Daily Sentiment Index (DSI) a tool I use with over a 40 year track record of accuracy, shows the dollar at a reading of 88, the high for the week. Anytime DSI gets to 90’s or above it is time to look the other direction.
We also have the Yen, which historically has traded opposite of gold hit single digits DSI of 9 and has since bounced to 22 and thus gold and silver have bounced with it.
From my supplier, the largest in the U.S. on what’s going on with metals: “July was slow for us. In August we saw a jump in demand when the prices dipped below $1900 and $24.00 but with the recent increases it’s slowed a bit. August was much better than July overall. American Silver Eagle demand has had a notable increase and premiums are starting to jump back up. Good sign as typically the other sovereign material falls in line.”
These trends are just getting started which is bullish for gold and silver.

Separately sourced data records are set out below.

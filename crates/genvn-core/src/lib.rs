//! Process configuration for the GenVN backend.
//!
//! One explicit [`Config`] struct, loaded from TOML with `GENVN_*` env
//! overrides, passed to constructors. No global settings lookup.

mod config;

pub use config::{
    AssetsConfig, Config, EmbeddingConfig, GatewayConfig, LlmConfig, StoreConfig, StoryConfig,
};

We also have a Federal Reserve that is on the cusp of lowering interest rates again. Why? Because DSI for treasuries is bouncing and the Federal Reserve Balance sheet or SOMA 2 weeks ago added to the present deficit of over $7 trillion (no one talks about this on CNBC), causing volatility in the stock market.

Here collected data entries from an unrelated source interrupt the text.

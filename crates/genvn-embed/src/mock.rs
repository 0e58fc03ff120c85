//! Test-only deterministic embedder.

use std::sync::atomic::{AtomicUsize, Ordering};

use crate::{EmbedError, Embedder};

/// Deterministic embedder for tests.
///
/// Inputs matching a preset key (substring) map to the preset vector; image
/// bytes are interpreted as UTF-8 and looked up the same way, so a test file
/// containing the word "airport" embeds like the text "airport". Anything
/// else hashes to a stable pseudo-vector.
pub struct MockEmbedder {
    dim: usize,
    presets: Vec<(String, Vec<f32>)>,
    fail_marker: Option<String>,
    calls: AtomicUsize,
}

impl std::fmt::Debug for MockEmbedder {
    fn fmt(&self, f: &mut std::fmt::Formatter<'_>) -> std::fmt::Result {
        f.debug_struct("MockEmbedder")
            .field("dim", &self.dim)
            .field("presets", &self.presets.len())
            .finish_non_exhaustive()
    }
}

impl MockEmbedder {
    #[must_use]
    pub fn new(dim: usize) -> Self {
        Self {
            dim,
            presets: Vec::new(),
            fail_marker: None,
            calls: AtomicUsize::new(0),
        }
    }

    /// Inputs containing `key` embed to `vector`.
    #[must_use]
    pub fn with_preset(mut self, key: impl Into<String>, vector: Vec<f32>) -> Self {
        debug_assert_eq!(vector.len(), self.dim);
        self.presets.push((key.into(), vector));
        self
    }

    /// Inputs containing `marker` fail with an inference error.
    #[must_use]
    pub fn with_fail_marker(mut self, marker: impl Into<String>) -> Self {
        self.fail_marker = Some(marker.into());
        self
    }

    /// Total embed calls (image + text) made so far.
    pub fn calls(&self) -> usize {
        self.calls.load(Ordering::SeqCst)
    }

    fn vector_for(&self, input: &str) -> Result<Vec<f32>, EmbedError> {
        self.calls.fetch_add(1, Ordering::SeqCst);

        if let Some(marker) = &self.fail_marker
            && input.contains(marker.as_str())
        {
            return Err(EmbedError::Inference(format!(
                "mock failure triggered by '{marker}'"
            )));
        }

        for (key, vector) in &self.presets {
            if input.contains(key.as_str()) {
                return Ok(vector.clone());
            }
        }

        Ok(hash_vector(input.as_bytes(), self.dim))
    }
}

fn hash_vector(bytes: &[u8], dim: usize) -> Vec<f32> {
    let mut reader = blake3::Hasher::new().update(bytes).finalize_xof();
    let mut raw = vec![0u8; dim * 4];
    reader.fill(&mut raw);

    let mut v: Vec<f32> = raw
        .chunks_exact(4)
        .map(|c| {
            let n = u32::from_le_bytes([c[0], c[1], c[2], c[3]]);
            (f64::from(n) / f64::from(u32::MAX)) as f32
        })
        .collect();

    let norm: f32 = v.iter().map(|x| x * x).sum::<f32>().sqrt();
    if norm > 0.0 {
        for x in &mut v {
            *x /= norm;
        }
    }
    v
}

impl Embedder for MockEmbedder {
    fn dimension(&self) -> usize {
        self.dim
    }

    fn embed_image(&self, image: &[u8]) -> Result<Vec<f32>, EmbedError> {
        let text = String::from_utf8_lossy(image).into_owned();
        self.vector_for(&text)
    }

    fn embed_text(&self, text: &str) -> Result<Vec<f32>, EmbedError> {
        self.vector_for(text)
    }
}

#[cfg(test)]
mod tests {
    use super::*;

    #[test]
    fn embed_text_is_deterministic() {
        let embedder = MockEmbedder::new(8);
        let a = embedder.embed_text("airport at night").unwrap();
        let b = embedder.embed_text("airport at night").unwrap();
        assert_eq!(a, b);
        assert_eq!(a.len(), 8);
    }

    #[test]
    fn different_inputs_differ() {
        let embedder = MockEmbedder::new(8);
        let a = embedder.embed_text("airport").unwrap();
        let b = embedder.embed_text("kitchen").unwrap();
        assert_ne!(a, b);
    }

    #[test]
    fn preset_substring_match() {
        let embedder = MockEmbedder::new(2).with_preset("airport", vec![1.0, 0.0]);
        let v = embedder.embed_text("a busy airport terminal").unwrap();
        assert_eq!(v, vec![1.0, 0.0]);
    }

    #[test]
    fn image_bytes_share_preset_table() {
        let embedder = MockEmbedder::new(2).with_preset("kitchen", vec![0.0, 1.0]);
        let v = embedder.embed_image(b"kitchen").unwrap();
        assert_eq!(v, vec![0.0, 1.0]);
    }

    #[test]
    fn fail_marker_triggers_error() {
        let embedder = MockEmbedder::new(2).with_fail_marker("CORRUPT");
        let err = embedder.embed_image(b"CORRUPT bytes").unwrap_err();
        assert!(matches!(err, EmbedError::Inference(_)));
    }

    #[test]
    fn calls_counted() {
        let embedder = MockEmbedder::new(2);
        let _ = embedder.embed_text("one");
        let _ = embedder.embed_image(b"two");
        assert_eq!(embedder.calls(), 2);
    }

    #[test]
    fn hash_vector_unit_norm() {
        let v = hash_vector(b"anything", 16);
        let norm: f32 = v.iter().map(|x| x * x).sum::<f32>().sqrt();
        assert!((norm - 1.0).abs() < 1e-5);
    }
}
use std::net::SocketAddr;
use std::sync::Arc;
use std::time::Instant;

use tokio::sync::watch;

use genvn_assets::{AssetIndexer, AssetSearcher, SearchOptions};
use genvn_story::StoryEngine;

use crate::error::GatewayError;
use crate::router::build_router;

#[derive(Clone)]
pub struct AppState {
    pub indexer: Arc<AssetIndexer>,
    pub searcher: Arc<AssetSearcher>,
    pub story: Arc<StoryEngine>,
    /// Configured captioning default for `load_assets`.
    pub infer_metadata: bool,
    pub search_defaults: SearchOptions,
    pub started_at: Instant,
}

impl AppState {
    #[must_use]
    pub fn new(
        indexer: Arc<AssetIndexer>,
        searcher: Arc<AssetSearcher>,
        story: Arc<StoryEngine>,
        infer_metadata: bool,
        search_defaults: SearchOptions,
    ) -> Self {
        Self {
            indexer,
            searcher,
            story,
            infer_metadata,
            search_defaults,
            started_at: Instant::now(),
        }
    }
}

pub struct GatewayServer {
    addr: SocketAddr,
    state: AppState,
    shutdown_rx: watch::Receiver<bool>,
}

impl GatewayServer {
    #[must_use]
    pub fn new(bind: &str, port: u16, state: AppState, shutdown_rx: watch::Receiver<bool>) -> Self {
        let addr: SocketAddr = format!("{bind}:{port}").parse().unwrap_or_else(|e| {
            tracing::warn!("invalid bind '{bind}': {e}, falling back to 127.0.0.1:{port}");
            SocketAddr::from(([127, 0, 0, 1], port))
        });

        Self {
            addr,
            state,
            shutdown_rx,
        }
    }

    /// Start the HTTP gateway server.
    ///
    /// # Errors
    ///
    /// Returns an error if the server fails to bind or encounters a fatal
    /// I/O error.
    pub async fn serve(self) -> Result<(), GatewayError> {
        let router = build_router(self.state);

        let listener = tokio::net::TcpListener::bind(self.addr)
            .await
            .map_err(|e| GatewayError::Bind(self.addr.to_string(), e))?;
        tracing::info!("gateway listening on {}", self.addr);

        let mut shutdown_rx = self.shutdown_rx;
        axum::serve(listener, router)
            .with_graceful_shutdown(async move {
                while !*shutdown_rx.borrow_and_update() {
                    if shutdown_rx.changed().await.is_err() {
                        std::future::pending::<()>().await;
                    }
                }
                tracing::info!("gateway shutting down");
            })
            .await
            .map_err(|e| GatewayError::Server(format!("{e}")))?;

        Ok(())
    }
}

#[cfg(test)]
mod tests {
    use super::*;

    #[test]
    fn invalid_bind_falls_back_to_loopback() {
        let (_tx, rx) = watch::channel(false);
        let state = crate::test_support::app_state(&[]);
        let server = GatewayServer::new("not_an_ip", 9999, state, rx);
        assert_eq!(server.addr.port(), 9999);
        assert!(server.addr.ip().is_loopback());
    }
}
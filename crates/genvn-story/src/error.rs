use genvn_llm::ChatError;

#[derive(Debug, thiserror::Error)]
pub enum StoryError {
    #[error("chat error: {0}")]
    Chat(#[from] ChatError),

    #[error("lore retrieval failed: {0}")]
    Retrieval(String),

    #[error("generation failed mid-stream: {0}")]
    Generation(String),

    #[error("malformed stream fragment: {0}")]
    Fragment(String),

    #[error("stream ended before the service signalled completion")]
    Truncated,
}
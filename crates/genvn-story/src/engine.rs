//! Generation orchestration: retrieve lore, assemble the prompt, drive the
//! chat model, and decode its stream into story events.

use std::sync::Arc;

use futures::{Stream, StreamExt};
use serde::Deserialize;

use genvn_llm::{ChatModel, ChatOptions, FragmentStream, Message};

use crate::error::StoryError;
use crate::memory::LoreRetriever;
use crate::prompt;
use crate::types::{StoryReply, StoryRequest};

/// One decoded item of a streaming generation.
///
/// A healthy stream is zero or more `Delta`s followed by exactly one `Done`.
/// A stream that errors terminates with `Err` instead of `Done`, so a
/// truncated stream is never mistaken for a complete answer.
#[derive(Clone, Debug, PartialEq, Eq)]
pub enum StoryEvent {
    Delta(String),
    Done,
}

pub type StoryStream =
    std::pin::Pin<Box<dyn Stream<Item = Result<StoryEvent, StoryError>> + Send>>;

#[derive(Clone, Copy, Debug)]
pub struct StoryConfig {
    /// Maximum lore fragments embedded into one prompt.
    pub lore_limit: usize,
}

impl Default for StoryConfig {
    fn default() -> Self {
        Self { lore_limit: 8 }
    }
}

pub struct StoryEngine {
    chat: Arc<dyn ChatModel>,
    lore: Arc<dyn LoreRetriever>,
    config: StoryConfig,
}

impl StoryEngine {
    #[must_use]
    pub fn new(
        chat: Arc<dyn ChatModel>,
        lore: Arc<dyn LoreRetriever>,
        config: StoryConfig,
    ) -> Self {
        Self { chat, lore, config }
    }

    /// Generate the next turn as one aggregated reply.
    ///
    /// # Errors
    ///
    /// Returns an error if lore retrieval or the chat call fails.
    pub async fn generate_chunk(
        &self,
        request: &StoryRequest,
        options: &ChatOptions,
    ) -> Result<StoryReply, StoryError> {
        let messages = self.assemble(request).await?;
        let response = self.chat.chat_chunk(&messages, options, None).await?;
        Ok(StoryReply {
            text: response.message.content,
        })
    }

    /// Generate the next turn as a pull-based stream of [`StoryEvent`]s.
    ///
    /// One connection is held for the lifetime of the returned stream;
    /// dropping it early closes the connection without error and persists
    /// nothing.
    ///
    /// # Errors
    ///
    /// Returns an error if lore retrieval fails or the stream cannot be
    /// opened.
    pub async fn generate_stream(
        &self,
        request: &StoryRequest,
        options: &ChatOptions,
    ) -> Result<StoryStream, StoryError> {
        let messages = self.assemble(request).await?;
        let fragments = self.chat.chat_stream(&messages, options, None).await?;
        Ok(decode_fragments(fragments))
    }

    /// Retrieve lore and build the message list. Prompt construction itself
    /// is pure; the only side effect here is the retrieval call.
    async fn assemble(&self, request: &StoryRequest) -> Result<Vec<Message>, StoryError> {
        let mut lore = self
            .lore
            .retrieve(
                &request.scene_id,
                &request.context,
                &request.user_choice,
                &request.active_characters,
            )
            .await?;
        lore.truncate(self.config.lore_limit);
        tracing::debug!(
            scene_id = %request.scene_id,
            lore = lore.len(),
            history = request.history.len(),
            "assembling generation prompt"
        );

        let system = prompt::build_system_prompt(request, &lore);
        let mut messages = Vec::with_capacity(request.history.len() + 2);
        messages.push(Message::system(system));
        for turn in &request.history {
            messages.push(Message {
                role: turn.role,
                content: turn.content.clone(),
                images: Vec::new(),
            });
        }
        messages.push(Message::user(request.user_choice.clone()));
        Ok(messages)
    }
}

/// Wire shape of one streamed fragment from the inference service.
#[derive(Deserialize)]
struct WireFragment {
    #[serde(default)]
    message: Option<WireMessage>,
    #[serde(default)]
    done: bool,
    #[serde(default)]
    error: Option<String>,
}

#[derive(Deserialize)]
struct WireMessage {
    #[serde(default)]
    content: String,
}

struct DecodeState {
    fragments: FragmentStream,
    pending_done: bool,
    terminated: bool,
}

/// Decode raw NDJSON fragments into story events.
///
/// Terminates with `Done` on the service's completion flag, or with a single
/// `Err` on a malformed fragment, a service-reported error, or an upstream
/// end without the completion flag.
fn decode_fragments(fragments: FragmentStream) -> StoryStream {
    let state = DecodeState {
        fragments,
        pending_done: false,
        terminated: false,
    };

    Box::pin(futures::stream::unfold(state, |mut st| async move {
        loop {
            if st.terminated {
                return None;
            }
            if st.pending_done {
                st.terminated = true;
                return Some((Ok(StoryEvent::Done), st));
            }

            match st.fragments.next().await {
                None => {
                    st.terminated = true;
                    return Some((Err(StoryError::Truncated), st));
                }
                Some(Err(e)) => {
                    st.terminated = true;
                    return Some((Err(StoryError::Chat(e)), st));
                }
                Some(Ok(line)) => {
                    let fragment: WireFragment = match serde_json::from_str(&line) {
                        Ok(fragment) => fragment,
                        Err(e) => {
                            st.terminated = true;
                            return Some((Err(StoryError::Fragment(e.to_string())), st));
                        }
                    };

                    if let Some(error) = fragment.error {
                        st.terminated = true;
                        return Some((Err(StoryError::Generation(error)), st));
                    }

                    let delta = fragment.message.map(|m| m.content).unwrap_or_default();
                    if fragment.done {
                        if delta.is_empty() {
                            st.terminated = true;
                            return Some((Ok(StoryEvent::Done), st));
                        }
                        st.pending_done = true;
                        return Some((Ok(StoryEvent::Delta(delta)), st));
                    }
                    if delta.is_empty() {
                        continue;
                    }
                    return Some((Ok(StoryEvent::Delta(delta)), st));
                }
            }
        }
    }))
}
use base64::{Engine, engine::general_purpose::STANDARD};
use serde::{Deserialize, Serialize};

#[derive(Clone, Copy, Debug, PartialEq, Eq, Serialize, Deserialize)]
#[serde(rename_all = "lowercase")]
pub enum Role {
    System,
    User,
    Assistant,
}

/// One conversation turn, optionally carrying base64-encoded image
/// attachments for vision-capable requests. Request-scoped, never persisted.
#[derive(Clone, Debug, Serialize, Deserialize)]
pub struct Message {
    pub role: Role,
    pub content: String,
    #[serde(default, skip_serializing_if = "Vec::is_empty")]
    pub images: Vec<String>,
}

impl Message {
    #[must_use]
    pub fn system(content: impl Into<String>) -> Self {
        Self {
            role: Role::System,
            content: content.into(),
            images: Vec::new(),
        }
    }

    #[must_use]
    pub fn user(content: impl Into<String>) -> Self {
        Self {
            role: Role::User,
            content: content.into(),
            images: Vec::new(),
        }
    }

    #[must_use]
    pub fn assistant(content: impl Into<String>) -> Self {
        Self {
            role: Role::Assistant,
            content: content.into(),
            images: Vec::new(),
        }
    }

    /// User turn with one attached image, base64-encoded for the wire.
    #[must_use]
    pub fn user_with_image(content: impl Into<String>, image: &[u8]) -> Self {
        Self {
            role: Role::User,
            content: content.into(),
            images: vec![STANDARD.encode(image)],
        }
    }

    #[must_use]
    pub fn has_images(&self) -> bool {
        !self.images.is_empty()
    }
}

We also have the latest Commitment of Traders (COT) data showing that smart money, the banks, are getting net long as hedge funds (dumb money) are getting net short.
This is about as close to the perfect storm we have all been waiting patiently for since my last post about 3.4 years ago. My last post was simply a free copy of my book Buy Gold and Silver Safely which is really all you need to know about buying gold and silver and the dollar.
The question you have to answer, is what will it take for you to insure your bank cash and CD’s at this point? Will it be more bank failures? Don’t worry, they are coming. The last group of bank failures including Silicon Valley Bank the government didn’t hesitate to bail out. They have enough money they can print to bail out a failure like Silicon Valley Bank and others or the billions sent to Ukraine but not enough to send more than $700 to the ones devastated by the fires in Maui. It shows you how government will protect themselves and those connected to it more than the little guy who has money in the bank and assumes it is safe from destruction of the dollar. It’s not. And if your bank has issues and is a smaller bank, no one will help you except for the small amount of FDIC insurance available, but gold will protect you now.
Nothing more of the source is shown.